Polarisation entre partisans et adversaires de l’euro fort
Sur la question de l’euro, les positions sont plus nuancées, même si l’on peut reprocher à tous les partis de ne pas afficher clairement le lien consubstantiel entre une monnaie unique forte et des politiques budgétaires rigoureuses. Ainsi, LREM et LR (décidément très proches) proposent de transformer l’euro en monnaie de référence internationale, ce qui suppose de maintenir la lutte contre l’inflation, et de protéger la monnaie contre toute forme de dévaluation compétitive.
Face à ce duo, les autres partis demandent tous au minimum de modifier le mandat de la BCE pour y inclure la lutte contre le chômage. Mais certains vont jusqu’à proposer de faire officiellement tourner la planche à billets pour satisfaire les besoins des États… en particulier d’une France qui entend bien résister avec opiniâtreté aux réformes systémiques.
On notera qu’aucun des partis crédités de plus de 5% ne propose une sortie de la zone euro, ce qui constitue néanmoins un signal fort pour nos partenaires.

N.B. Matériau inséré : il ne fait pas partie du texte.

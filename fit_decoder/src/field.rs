//! Raw field-value decoding: turns a byte slice plus a base type into typed,
//! invalid-sentinel-aware values. Grounded in
//! `fittie/fitfile/field_definitions.py::_retrieve_value`.

use byteorder::{BigEndian, ByteOrder, LittleEndian};

use crate::base_type::{BaseType, BaseTypeInfo, Endianness};

#[derive(Debug, Clone, PartialEq)]
pub enum Value {
    Signed(i64),
    Unsigned(u64),
    Float(f64),
    Text(String),
}

#[derive(Debug, Clone, PartialEq)]
pub enum DecodedField {
    Scalar(Option<Value>),
    Array(Vec<Option<Value>>),
}

/// Reads every element packed into `data` according to `info`'s width.
/// A single-element read collapses to `Scalar`; more than one collapses to
/// `Array`, each slot independently `None` when it equals the base type's
/// invalid-value sentinel.
pub fn read_raw_field(data: &[u8], info: &BaseTypeInfo, architecture: Endianness) -> DecodedField {
    if matches!(info.base_type, BaseType::String) {
        let text_bytes = data.split(|&b| b == 0).next().unwrap_or(&[]);
        if text_bytes.is_empty() {
            return DecodedField::Scalar(None);
        }
        return DecodedField::Scalar(Some(Value::Text(
            String::from_utf8_lossy(text_bytes).into_owned(),
        )));
    }

    let size = info.size as usize;
    if size == 0 || data.len() < size {
        return DecodedField::Scalar(None);
    }

    let count = data.len() / size;
    if count <= 1 {
        return DecodedField::Scalar(read_one(&data[..size], info, architecture));
    }

    let values = data
        .chunks(size)
        .take(count)
        .map(|chunk| read_one(chunk, info, architecture))
        .collect();
    DecodedField::Array(values)
}

fn read_one(chunk: &[u8], info: &BaseTypeInfo, architecture: Endianness) -> Option<Value> {
    match info.base_type {
        BaseType::Enum | BaseType::Uint8 | BaseType::Uint8z | BaseType::Byte => {
            let v = chunk[0] as u64;
            not_invalid(v, info.invalid_value, Value::Unsigned(v))
        }
        BaseType::Sint8 => {
            let v = chunk[0] as i8 as i64;
            not_invalid(v as u64 & 0xFF, info.invalid_value, Value::Signed(v))
        }
        BaseType::Uint16 | BaseType::Uint16z => {
            let v = read_u16(chunk, architecture) as u64;
            not_invalid(v, info.invalid_value, Value::Unsigned(v))
        }
        BaseType::Sint16 => {
            let raw = read_u16(chunk, architecture);
            not_invalid(raw as u64, info.invalid_value, Value::Signed(raw as i16 as i64))
        }
        BaseType::Uint32 | BaseType::Uint32z => {
            let v = read_u32(chunk, architecture) as u64;
            not_invalid(v, info.invalid_value, Value::Unsigned(v))
        }
        BaseType::Sint32 => {
            let raw = read_u32(chunk, architecture);
            not_invalid(raw as u64, info.invalid_value, Value::Signed(raw as i32 as i64))
        }
        BaseType::Uint64 | BaseType::Uint64z => {
            let v = read_u64(chunk, architecture);
            not_invalid(v, info.invalid_value, Value::Unsigned(v))
        }
        BaseType::Sint64 => {
            let raw = read_u64(chunk, architecture);
            not_invalid(raw, info.invalid_value, Value::Signed(raw as i64))
        }
        BaseType::Float32 => {
            let bits = read_u32(chunk, architecture);
            not_invalid(bits as u64, info.invalid_value, Value::Float(f32::from_bits(bits) as f64))
        }
        BaseType::Float64 => {
            let bits = read_u64(chunk, architecture);
            not_invalid(bits, info.invalid_value, Value::Float(f64::from_bits(bits)))
        }
        BaseType::String => unreachable!("string handled by caller"),
    }
}

fn not_invalid(raw: u64, invalid: u64, value: Value) -> Option<Value> {
    if raw == invalid {
        None
    } else {
        Some(value)
    }
}

fn read_u16(chunk: &[u8], architecture: Endianness) -> u16 {
    match architecture {
        Endianness::Little => LittleEndian::read_u16(chunk),
        Endianness::Big => BigEndian::read_u16(chunk),
    }
}

fn read_u32(chunk: &[u8], architecture: Endianness) -> u32 {
    match architecture {
        Endianness::Little => LittleEndian::read_u32(chunk),
        Endianness::Big => BigEndian::read_u32(chunk),
    }
}

fn read_u64(chunk: &[u8], architecture: Endianness) -> u64 {
    match architecture {
        Endianness::Little => LittleEndian::read_u64(chunk),
        Endianness::Big => BigEndian::read_u64(chunk),
    }
}

#[cfg(test)]
mod tests {
    use super::*;
    use crate::base_type::base_type_info;

    #[test]
    fn decodes_scalar_uint16() {
        let info = base_type_info(BaseType::Uint16.into(), 0).unwrap();
        let decoded = read_raw_field(&[0x64, 0x00], &info, Endianness::Little);
        assert_eq!(decoded, DecodedField::Scalar(Some(Value::Unsigned(100))));
    }

    #[test]
    fn invalid_sentinel_becomes_none() {
        let info = base_type_info(BaseType::Uint16.into(), 0).unwrap();
        let decoded = read_raw_field(&[0xFF, 0xFF], &info, Endianness::Little);
        assert_eq!(decoded, DecodedField::Scalar(None));
    }

    #[test]
    fn decodes_array_of_uint8() {
        let info = base_type_info(BaseType::Uint8.into(), 0).unwrap();
        let decoded = read_raw_field(&[1, 2, 0xFF, 4], &info, Endianness::Little);
        assert_eq!(
            decoded,
            DecodedField::Array(vec![
                Some(Value::Unsigned(1)),
                Some(Value::Unsigned(2)),
                None,
                Some(Value::Unsigned(4)),
            ])
        );
    }

    #[test]
    fn decodes_null_terminated_string() {
        let info = base_type_info(BaseType::String.into(), 0).unwrap();
        let decoded = read_raw_field(b"abc\0\0\0", &info, Endianness::Little);
        assert_eq!(decoded, DecodedField::Scalar(Some(Value::Text("abc".to_string()))));
    }

    #[test]
    fn empty_string_is_none() {
        let info = base_type_info(BaseType::String.into(), 0).unwrap();
        let decoded = read_raw_field(b"\0\0", &info, Endianness::Little);
        assert_eq!(decoded, DecodedField::Scalar(None));
    }
}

Le rôle du parlement européen au coeur des débats
S’agissant des institutions, le rôle du parlement de Strasbourg est dans toutes les têtes. Même LREM, qui peut apparaître aujourd’hui comme le parti le plus élitiste de France, propose d’élargir l’initiative législative dont le parlement dispose. Tous les partis proposent plus ou moins une formule de ce genre, avec quelques exceptions notables.
La première tient à l’ambition de supprimer la Commission européenne, portée par le Rassemblement National et par Debout la France. Ces deux listes proposent le remplacement de la Commission par un « secrétariat administratif » aux ordres du Conseil européen pour Dupont-Aignan, du parlement pour Marine Le Pen. On n’est pas bien sûr que la proposition soit réaliste, mais elle marque les esprits.
L’autre exception tient à l’appétit de réforme des traités qui se fait jour chez certains, notamment chez EELV et Yannick Jadot, qui parlent d’une Constituante européenne. On sent bien qu’il existe une tentation, chez beaucoup d’Européens de gauche, de modifier la nature du projet européen pour le rendre plus facile à porter. Reste à voir si cette envie est partagée par d’autres en Europe, ce qui est loin d’être sûr (surtout s’il s’agit pour eux de payer les déficits d’une France qui ne se discipline pas).
La question migratoire divise la gauche
Enfin, sur la question de l’immigration et des migrants, la balance penche globalement pour une politique restrictive. Même la France Insoumise propose de renforcer Frontex pour mieux colmater les frontières (même si cette idée est travestie sous forme de conte de fées). Seuls EELV et Place Publique revendique une ouverture sans nuance aux migrants, et sans moyens nouveaux pour surveiller les frontières. On retrouve là l’idéologie bobo qui sévit dans les beaux quartiers des métropoles et de la capitale, où la présence des immigrés est faible.
Sur cette question, le Rassemblement National semble s’être rapproché des Républicains, quand Debout la France adopte une position dure.
Un choix difficile pour les libéraux
Reste que, pour tous les défenseurs de la libre concurrence et pour tous les adversaires d’une étatisation de l’économie, les choix proposés aux élections posent problème. On peine à rêver de l’Europe qui nous est proposée, faite de règles nouvelles, de carcans en tous sens. Le Rassemblement National propose par exemple le remplacement du droit européen de la concurrence par la « responsabilité nationale des entreprises ». Les employeurs devraient privilégier la main-d’oeuvre nationale en cas de recrutement.
C’est à ces « détails » qu’on comprend qu’aucun programme n’a été rédigé par des chefs d’entreprise. Car le sujet de l’employeur est et sera toujours de recruter un bon salarié, peu importe sa couleur de peau.